Don at the podium, not sure what he is going to say for 'grace'

I stride to the podium and take the microphone from Peter. I do not have any idea what I am going to say. The steel band is softly playing classical music in the background. I take a deep breath and begin, “Let me thank Peter Tang for inviting me to say grace. It has been a long time since I have said grace before meals. We Chinese Episcopalian Buddhists have our own way of giving thanks for a meal we are about to receive. We don’t do it in the standard way. We are accustomed to go out into our garden before meals and look at our flowers. We smile at the beauty of the hibiscus, and meditate on the wonders of the bougainvillea. But, I do not know the garden at this Auditorium. So, I cannot invite you to accompany me outside to say grace. Let me just say that for many years now my prayer has been that I might be able one last time to sit down for one night and to share a meal with my fellow “old boys” of the Abbey School, Mount St Benedict. I am so happy that my prayers have been answered tonight. I hope that yours will be too.”

And, with that, I put down the microphone and resume my seat. I sit there, waves of failure-anxiety sweeping over me.
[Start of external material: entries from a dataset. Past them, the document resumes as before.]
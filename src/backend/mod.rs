//! Backend Module
//!
//! All server-side code: the Axum application, its middleware, the
//! document store, search, sockets, mail and the sample services.
//!
//! # Architecture
//!
//! - **`server`** - `App` composition, `AppState`, boot and shutdown
//! - **`routes`** - router assembly, health and auth routes
//! - **`middleware`** - auth, role checks, rate limit, body extraction
//! - **`auth`** - JWT sessions, password hashing, auth handlers
//! - **`store`** - document collections over SQLite with query translation
//! - **`search`** - persisted BM25 search indexes
//! - **`socket`** - WebSocket sessions and event dispatch
//! - **`mailer`** - SMTP mail
//! - **`upload`** - image uploads
//! - **`cache`** - on-disk driver cache
//! - **`hooks`** - start and shutdown callbacks
//! - **`services`** - sample `user` and `demo` services
//! - **`utils`** - small helpers
//! - **`error`** - `BackendError` and its HTTP mapping
//!
//! # Request Flow
//!
//! ```text
//! request -> trace -> cors -> body limit -> rate limit -> [auth -> role] -> handler -> Collection -> SQLite
//! ```
//!
//! WebSocket clients connect to `/socket`; frames are `{"event", "data"}`
//! objects dispatched by event name.

/// Server setup and composition
pub mod server;

/// Route configuration
pub mod routes;

/// Middleware for request processing
pub mod middleware;

/// Authentication
pub mod auth;

/// Document store
pub mod store;

/// Full-text search
pub mod search;

/// WebSocket layer
pub mod socket;

/// Outgoing mail
pub mod mailer;

/// Image uploads
pub mod upload;

/// Driver cache
pub mod cache;

/// Lifecycle hooks
pub mod hooks;

/// Sample services
pub mod services;

/// Helpers
pub mod utils;

/// Backend error types
pub mod error;

pub use error::{BackendError, BackendResult};
pub use server::{App, AppState};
After a few silent moments, an unctuous voice comes over the loudspeaker behind my back, “And, now let us pause for the invocation . . .” I do not recall what he said after that. The usual, I suppose. Then, Peter pipes up over the loudspeaker, “There, Don, that is how it is done.”

A young lady comes up to me afterwards. She tells me proudly that her radio station has broadcast the whole thing live for all Trinidad to hear. She tells me that she has recorded my ‘grace’ on her cellphone. She shows me a clip of it in proof.

Since then, I have tried to contact her by email to get a copy. I thought vaguely that I might add it to my videos on the “facebook” account my niece set up for me. Perhaps, alongside the clip from Bill Mahr, “The Roman Catholic Church: The Bear Sterns of Paedophilia”. She won’t respond to my requests. More failure-anxiety.

7 comments:

  1. The Mirror, UK
    Dec 16 2003
    WHAT SOUL SINGER TOLD VATICAN..
    From Jeremy Charles In Rome


    Soul singer Lauryn Hill stunned Vatican officials at a Christmas concert by launching an attack on paedophile priests.

    Former Fugees star Hill, 28, said she accepted her invitation only so she could protest at child sex scandals in the United States.

    She told the 7,000 crowd: "I am sorry if I am about to offend some of you. I did not accept my invitation to celebrate with you the birth of Christ. Instead I ask you why you are not in mourning for him in this place?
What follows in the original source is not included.